Colloque International de Philosophie
« Penser après Nietzsche »
Hammamet (Tunisie) les 24, 25 et 26 mars 2000
La métaphore à l’origine du langage et de la pensée
L’intérêt de Nietzsche pour les processus symboliques est présent dès ses premiers travaux : en particulier dans l’œuvre fondamentale de La naissance de la tragédie(9) (les textes datent de 1870 à 1872), ainsi que dans les écrits de 1872 à 1875 que j’ai traduits et édités sous le titre Le livre du philosophe(10) . Notons aussi que ses dissertations de jeunesse en témoignent également(11) et que ce souci se retrouve même dans la période positiviste du grand œuvre publié sous le titre Humain, trop humain(12), donc dans les années 1876-80. Il en va de même bien au-delà, puisque, en 1886, dans l’ «Essai d’une critique de soi-même »(13), Nietzsche affirme explicitement que le « terrain de l’art » est celui sur lequel doit se poser le problème de la science. Mais que veut-il dire exactement ?
Nietzsche interprète les processus symboliques de toute pensée comme appartenant à la fiction (Fiktion ou Erdichtung) comprise comme l’activité d’art qui caractérise la pensée en tant que ses créations sont à la fois du domaine de l’art et de la nature, et qu’elles concernent plusieurs générations humaines ; la nature elle-même est saisie par Nietzsche sur le terrain de l’art (14). Ainsi, Nietzsche évoque la « fiction complète » (vollständige Fiktion) que représente pour lui la pensée logique, ou encore « notre fiction » de ce que sont en fait les choses, ou enfin la fiction « nécessaire » constituée par les concepts de ‘sujet’, de ‘substance’ et de ‘raison’.

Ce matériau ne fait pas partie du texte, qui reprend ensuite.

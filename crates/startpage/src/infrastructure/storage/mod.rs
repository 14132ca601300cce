//! Storage infrastructure: the durable slot and the settings file.
//!
//! - `slot`     – File-backed and in-memory implementations of
//!   [`KeyValueStore`](crate::application::persistence::KeyValueStore).
//! - `settings` – Reads `settings.toml` from the platform config directory,
//!   with defaults for every field on first run.

pub mod settings;
pub mod slot;
// ── Tests ─────────────────────────────────────────────────────────────────────

#[cfg(test)]
mod tests {
    use super::*;
    use crate::application::persistence::MockKeyValueStore;
    use startpage_core::{Configuration, IdAllocation};
    use std::sync::Mutex;

    // ── Test doubles ──────────────────────────────────────────────────────────

    #[derive(Default)]
    struct FixedPrompter {
        name: Option<String>,
        form: Option<UrlForm>,
        confirm: bool,
        file: Option<PathBuf>,
        confirmations: Mutex<Vec<Confirmation>>,
    }

    #[async_trait]
    impl Prompter for FixedPrompter {
        async fn category_name(&self) -> Option<String> {
            self.name.clone()
        }

        async fn url_entry(&self) -> Option<UrlForm> {
            self.form.clone()
        }

        async fn confirm(&self, request: &Confirmation) -> bool {
            self.confirmations.lock().unwrap().push(request.clone());
            self.confirm
        }

        async fn import_file(&self) -> Option<PathBuf> {
            self.file.clone()
        }
    }

    struct FixedReader(io::Result<String>);

    #[async_trait]
    impl FileReader for FixedReader {
        async fn read_text(&self, _path: &Path) -> io::Result<String> {
            match &self.0 {
                Ok(text) => Ok(text.clone()),
                Err(e) => Err(io::Error::new(e.kind(), e.to_string())),
            }
        }
    }

    fn store() -> ConfigStore<MockKeyValueStore> {
        let mut slot = MockKeyValueStore::new();
        slot.expect_set_item().returning(|_, _| Ok(()));
        ConfigStore::with_config(Configuration::default(), slot, IdAllocation::LastElement)
    }

    fn store_with_work() -> ConfigStore<MockKeyValueStore> {
        let mut store = store();
        store.add_category("Work").unwrap();
        store.add_url(1, "Docs", "https://example.com").unwrap();
        store
    }

    fn docs_form() -> UrlForm {
        UrlForm {
            name: "Docs".to_string(),
            url: "https://example.com".to_string(),
        }
    }

    // ── add_category ──────────────────────────────────────────────────────────

    #[tokio::test]
    async fn test_add_category_completes_with_prompted_name() {
        let mut store = store();
        let prompter = FixedPrompter {
            name: Some("Work".to_string()),
            ..FixedPrompter::default()
        };

        let flow = add_category(&mut store, &prompter).await.unwrap();

        assert!(matches!(flow, Flow::Completed(ref c) if c.name == "Work" && c.id == 1));
    }

    #[tokio::test]
    async fn test_add_category_dismissed_dialog_is_cancelled() {
        let mut store = store();

        let flow = add_category(&mut store, &FixedPrompter::default())
            .await
            .unwrap();

        assert!(flow.is_cancelled());
        assert!(store.config().categories.is_empty());
    }

    #[tokio::test]
    async fn test_add_category_blank_input_is_cancelled() {
        let mut store = store();
        let prompter = FixedPrompter {
            name: Some("  ".to_string()),
            ..FixedPrompter::default()
        };

        let flow = add_category(&mut store, &prompter).await.unwrap();

        assert!(flow.is_cancelled());
    }

    #[tokio::test]
    async fn test_add_category_duplicate_surfaces_error() {
        let mut store = store_with_work();
        let prompter = FixedPrompter {
            name: Some("work".to_string()),
            ..FixedPrompter::default()
        };

        let result = add_category(&mut store, &prompter).await;

        assert!(matches!(
            result,
            Err(WorkflowError::Store(StoreError::Config(
                ConfigError::DuplicateName(_)
            )))
        ));
    }

    // ── add_url ───────────────────────────────────────────────────────────────

    #[tokio::test]
    async fn test_add_url_without_categories_fails_before_prompting() {
        let mut store = store();
        let prompter = FixedPrompter {
            form: Some(docs_form()),
            ..FixedPrompter::default()
        };

        let result = add_url(&mut store, &prompter, 1).await;

        assert!(matches!(
            result,
            Err(WorkflowError::Store(StoreError::Config(
                ConfigError::NoCategories
            )))
        ));
    }

    #[tokio::test]
    async fn test_add_url_appends_entry() {
        let mut store = store();
        store.add_category("Work").unwrap();
        let prompter = FixedPrompter {
            form: Some(docs_form()),
            ..FixedPrompter::default()
        };

        let flow = add_url(&mut store, &prompter, 1).await.unwrap();

        assert_eq!(
            flow,
            Flow::Completed(Resolution::Applied(UrlEntry::new(
                1,
                "Docs",
                "https://example.com"
            )))
        );
    }

    #[tokio::test]
    async fn test_add_url_to_unknown_category_completes_unresolved() {
        let mut store = store_with_work();
        let before = store.config().clone();
        let prompter = FixedPrompter {
            form: Some(docs_form()),
            ..FixedPrompter::default()
        };

        let flow = add_url(&mut store, &prompter, 999).await.unwrap();

        assert_eq!(flow, Flow::Completed(Resolution::Unresolved));
        assert_eq!(store.config(), &before);
    }

    // ── delete_category ───────────────────────────────────────────────────────

    #[tokio::test]
    async fn test_delete_category_asks_with_name_and_url_count() {
        let mut store = store_with_work();
        let prompter = FixedPrompter {
            confirm: true,
            ..FixedPrompter::default()
        };

        let flow = delete_category(&mut store, &prompter, 1).await.unwrap();

        assert!(matches!(flow, Flow::Completed(_)));
        assert!(store.config().categories.is_empty());
        assert_eq!(
            prompter.confirmations.lock().unwrap().as_slice(),
            &[Confirmation::DeleteCategory {
                id: 1,
                name: "Work".to_string(),
                urls: 1
            }]
        );
    }

    #[tokio::test]
    async fn test_delete_category_declined_keeps_category() {
        let mut store = store_with_work();

        let flow = delete_category(&mut store, &FixedPrompter::default(), 1)
            .await
            .unwrap();

        assert!(flow.is_cancelled());
        assert_eq!(store.config().categories.len(), 1);
    }

    #[tokio::test]
    async fn test_delete_unknown_category_fails_without_asking() {
        let mut store = store_with_work();
        let prompter = FixedPrompter {
            confirm: true,
            ..FixedPrompter::default()
        };

        let result = delete_category(&mut store, &prompter, 9).await;

        assert!(matches!(
            result,
            Err(WorkflowError::Store(StoreError::Config(ConfigError::NotFound(9))))
        ));
        assert!(prompter.confirmations.lock().unwrap().is_empty());
    }

    // ── remove_url ────────────────────────────────────────────────────────────

    #[tokio::test]
    async fn test_remove_url_twice_second_call_is_unresolved_without_prompt() {
        let mut store = store_with_work();
        let prompter = FixedPrompter {
            confirm: true,
            ..FixedPrompter::default()
        };

        let first = remove_url(&mut store, &prompter, 1, 1).await.unwrap();
        let second = remove_url(&mut store, &prompter, 1, 1).await.unwrap();

        assert!(matches!(first, Flow::Completed(Resolution::Applied(_))));
        assert_eq!(second, Flow::Completed(Resolution::Unresolved));
        assert_eq!(prompter.confirmations.lock().unwrap().len(), 1);
    }

    // ── import_file ───────────────────────────────────────────────────────────

    #[tokio::test]
    async fn test_import_file_replaces_store() {
        let mut store = store();
        let prompter = FixedPrompter {
            file: Some(PathBuf::from("export.json")),
            ..FixedPrompter::default()
        };
        let reader = FixedReader(Ok(r#"[{"id":3,"name":"Imported","urls":[]}]"#.to_string()));

        let flow = import_file(&mut store, &prompter, &reader).await.unwrap();

        assert!(matches!(flow, Flow::Completed(s) if s.categories == 1));
        assert_eq!(store.config().categories[0].name, "Imported");
    }

    #[tokio::test]
    async fn test_import_file_without_selection_is_cancelled() {
        let mut store = store_with_work();
        let reader = FixedReader(Ok(String::new()));

        let flow = import_file(&mut store, &FixedPrompter::default(), &reader)
            .await
            .unwrap();

        assert!(flow.is_cancelled());
        assert_eq!(store.config().categories.len(), 1);
    }

    #[tokio::test]
    async fn test_import_file_read_failure_is_reported_with_path() {
        let mut store = store();
        let prompter = FixedPrompter {
            file: Some(PathBuf::from("missing.json")),
            ..FixedPrompter::default()
        };
        let reader = FixedReader(Err(io::Error::new(io::ErrorKind::NotFound, "gone")));

        let result = import_file(&mut store, &prompter, &reader).await;

        let err = result.unwrap_err();
        assert!(matches!(err, WorkflowError::Read { .. }));
        assert!(err.to_string().contains("missing.json"));
    }
}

Nietzsche affirme cependant que sans la fiction - ce qui veut dire en fait sans la pensée - , et surtout sans reconnaître une valeur aux fictions logiques, l’être humain ne saurait vivre. Il n’en demeure pas moins que pour Nietzsche certaines fictions sont vides : par exemple celle de l’ « être » ; d’autres sont inutilisables hors de tout contexte : ce sont l’‘esprit’, la ‘raison’, la ‘pensée’, la ‘conscience’, l’ ‘âme’, la ‘volonté’, la ‘vérité’ ; enfin d’autres sont régulatrices comme la fiction de l’inconditionné (das Unbedingte de Kant). Et, quand il traite de l’interprétation, Nietzsche la voit également dépendre de fictions psychologiques.
Pour Nietzsche, le présupposé du grand art est l’intelligence du monde à travers les symboles : c’est de ce point de vue heuristique qu’il envisage l’art, aussi invite-t-il à considérer l’art non pas, écrit-il, en tant qu’effet paralysé, mais en tant que cause prodigieuse et remède de la connaissance.
Sous toutes les métaphores nietzschéennes, il faut comprendre que les processus symboliques sont assimilables aux procédés de l’art ; or, Nietzsche souligne que ces processus sont à l’origine de l’intelligence de tout ce qui nous entoure. C’est pourquoi le procès originaire de toute apparence est selon Nietzsche essentiellement artistique. Et, puisque toute forme d’art comporte un degré de rhétorique, quand on envisage l’art, la rhétorique n’est pas loin. Or, les figures de rhétorique sont l’essence du langage (15).
En effet, la rhétorique est tout entière présente à la fois dans le discours et dans son objet. Nietzsche a remarqué très tôt le lien étroit existant entre la pensée et le langage ; il écrit dans le brouillon d’un cours sur l’origine du langage : « toute pensée consciente n’a été possible qu’à l’aide du langage ». Langage et pensée n’ont d’autre origine pour Nietzsche que rhétorique. Le langage véhicule la copie d’une impression ou d‘une émotion en lui ménageant sa réception. Pas plus que la rhétorique, le langage n‘octroie la vérité des choses, mais il est un moyen prodigieux d’expression et de communication entre les hommes.